Method for packet loss and/or frame erasure concealment in a voice communication system
Abstract
A method for performing packet loss concealment (PLC) and/or frame erasure concealment (FEC) in a speech decoder of a voice communication system. In accordance with the method, if a segment of an encoded speech signal is determined to be bad, an excitation signal is derived by scaling a random sequence of samples, and long-term and short-term predictive parameters are derived based on parameters associated with a previously-decoded segment. The excitation signal is then filtered by a long-term synthesis filter and a short-term synthesis filter under the control of the respective long-term and short-term predictive parameters.

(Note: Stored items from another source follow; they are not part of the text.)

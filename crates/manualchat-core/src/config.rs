//! Configuration types and loading for manualchat.

use std::path::{Path, PathBuf};

use serde::{Deserialize, Serialize};

use crate::Error;
use crate::error::Result;

/// Main application configuration.
#[derive(Debug, Clone, Default, PartialEq, Serialize, Deserialize)]
#[serde(default)]
pub struct Config {
    /// Conversation store connection.
    pub database: DatabaseConfig,

    /// Inference backend the chat endpoint forwards to.
    pub backend: BackendConfig,

    /// HTTP server settings.
    pub server: ServerConfig,
}

impl Config {
    /// Load configuration from the default config file plus environment overrides.
    pub fn load() -> Result<Self> {
        Self::load_from_path(&Self::default_config_path())
    }

    /// Load configuration from a specific file (optional) plus environment overrides.
    ///
    /// Environment keys use the `MANUALCHAT__` prefix and `__` between
    /// sections, e.g. `MANUALCHAT__BACKEND__URL`.
    pub fn load_from_path(path: &Path) -> Result<Self> {
        let settings = config::Config::builder()
            .add_source(config::File::from(path).required(false))
            .add_source(
                config::Environment::with_prefix(crate::ENV_PREFIX)
                    .prefix_separator("__")
                    .separator("__"),
            )
            .build()?;
        let mut config: Self = settings.try_deserialize()?;
        config.expand_paths();
        Ok(config)
    }

    /// Get the default config file path.
    pub fn default_config_path() -> PathBuf {
        dirs::config_dir()
            .unwrap_or_else(|| PathBuf::from("."))
            .join(crate::APP_NAME)
            .join("config.toml")
    }

    /// Save configuration to a specific file path.
    pub fn save_to_path(&self, path: &Path) -> Result<()> {
        if let Some(parent) = path.parent() {
            std::fs::create_dir_all(parent)?;
        }
        let content = toml::to_string_pretty(self).map_err(|e| Error::Config(e.to_string()))?;
        std::fs::write(path, content)?;
        Ok(())
    }

    /// Ensure config exists at the given path, creating defaults if missing.
    pub fn ensure_at(path: &Path) -> Result<Self> {
        if !path.exists() {
            Self::default().save_to_path(path)?;
        }
        Self::load_from_path(path)
    }

    /// Expand a path, replacing ~ and environment variables.
    pub fn expand_path(path: &str) -> PathBuf {
        let expanded = shellexpand::full(path)
            .map(|v| v.into_owned())
            .unwrap_or_else(|_| path.to_string());
        PathBuf::from(expanded)
    }

    /// Expand `~` and variables in the file part of a SQLite database URL.
    fn expand_paths(&mut self) {
        let Some(url) = self.database.url.as_deref() else {
            return;
        };
        let Some(rest) = url.strip_prefix("sqlite://").or_else(|| url.strip_prefix("sqlite:")) else {
            return;
        };
        let (file, query) = match rest.split_once('?') {
            Some((file, query)) => (file, Some(query)),
            None => (rest, None),
        };
        if file.is_empty() || file == ":memory:" {
            return;
        }

        let mut expanded = format!("sqlite://{}", Self::expand_path(file).display());
        if let Some(query) = query {
            expanded.push('?');
            expanded.push_str(query);
        }
        self.database.url = Some(expanded);
    }
}

/// Connection settings for the conversation store.
#[derive(Debug, Clone, PartialEq, Serialize, Deserialize)]
#[serde(default)]
pub struct DatabaseConfig {
    /// Connection string. Falls back to `DATABASE_URL`, then `POSTGRES_URL`.
    pub url: Option<String>,

    /// Upper bound on pooled sessions.
    pub max_connections: u32,

    pub connect_timeout_secs: u64,

    pub idle_timeout_secs: u64,

    /// Run and log a one-off connectivity probe at startup.
    pub diagnostics: bool,
}

impl Default for DatabaseConfig {
    fn default() -> Self {
        Self {
            url: None,
            max_connections: 10,
            connect_timeout_secs: 30,
            idle_timeout_secs: 30,
            diagnostics: false,
        }
    }
}

/// Inference backend endpoint.
#[derive(Debug, Clone, PartialEq, Serialize, Deserialize)]
#[serde(default)]
pub struct BackendConfig {
    pub url: String,

    /// Deadline for a chat round trip.
    pub timeout_ms: u64,

    /// Deadline for the health probe.
    pub health_timeout_ms: u64,
}

impl Default for BackendConfig {
    fn default() -> Self {
        Self {
            url: "http://localhost:8001".to_string(),
            timeout_ms: 30_000,
            health_timeout_ms: 5_000,
        }
    }
}

#[derive(Debug, Clone, PartialEq, Serialize, Deserialize)]
#[serde(default)]
pub struct ServerConfig {
    pub port: u16,
}

impl Default for ServerConfig {
    fn default() -> Self {
        Self { port: 3000 }
    }
}

#[cfg(test)]
#[path = "config_tests.rs"]
mod tests;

If the number of consecutively-received bad segments exceeds a predetermined threshold, the decoded speech signal is gradually reduced.
Claims
exact text as granted — not AI-modified1. A method for decoding an encoded speech signal, comprising:
if a segment of the encoded speech signal is good, decoding the segment to derive an excitation signal, long-term predictive parameters and short-term predictive parameters;
if the segment is bad, scaling a random sequence of samples to derive the excitation signal and deriving the long-term predictive parameters and short-term predictive parameters based on parameters associated with a previously decoded segment, wherein scaling the random sequence comprises:
calculating a scaling factor; and
applying the scaling factor to scale the random sequence relative to a level of previous long-term excitation;
wherein calculating the scaling factor comprises increasing the value of the scaling factor towards an upper limit with decreasing periodicity and decreasing the value of the scaling factor towards a lower limit with increasing periodicity;
filtering the excitation signal in a long-term synthesis filter under the control of the long-term predictive parameters, thereby generating a first output signal; and
filtering the first output signal in a short-term synthesis filter under the control of the short-term predictive parameters, thereby generating a second output signal.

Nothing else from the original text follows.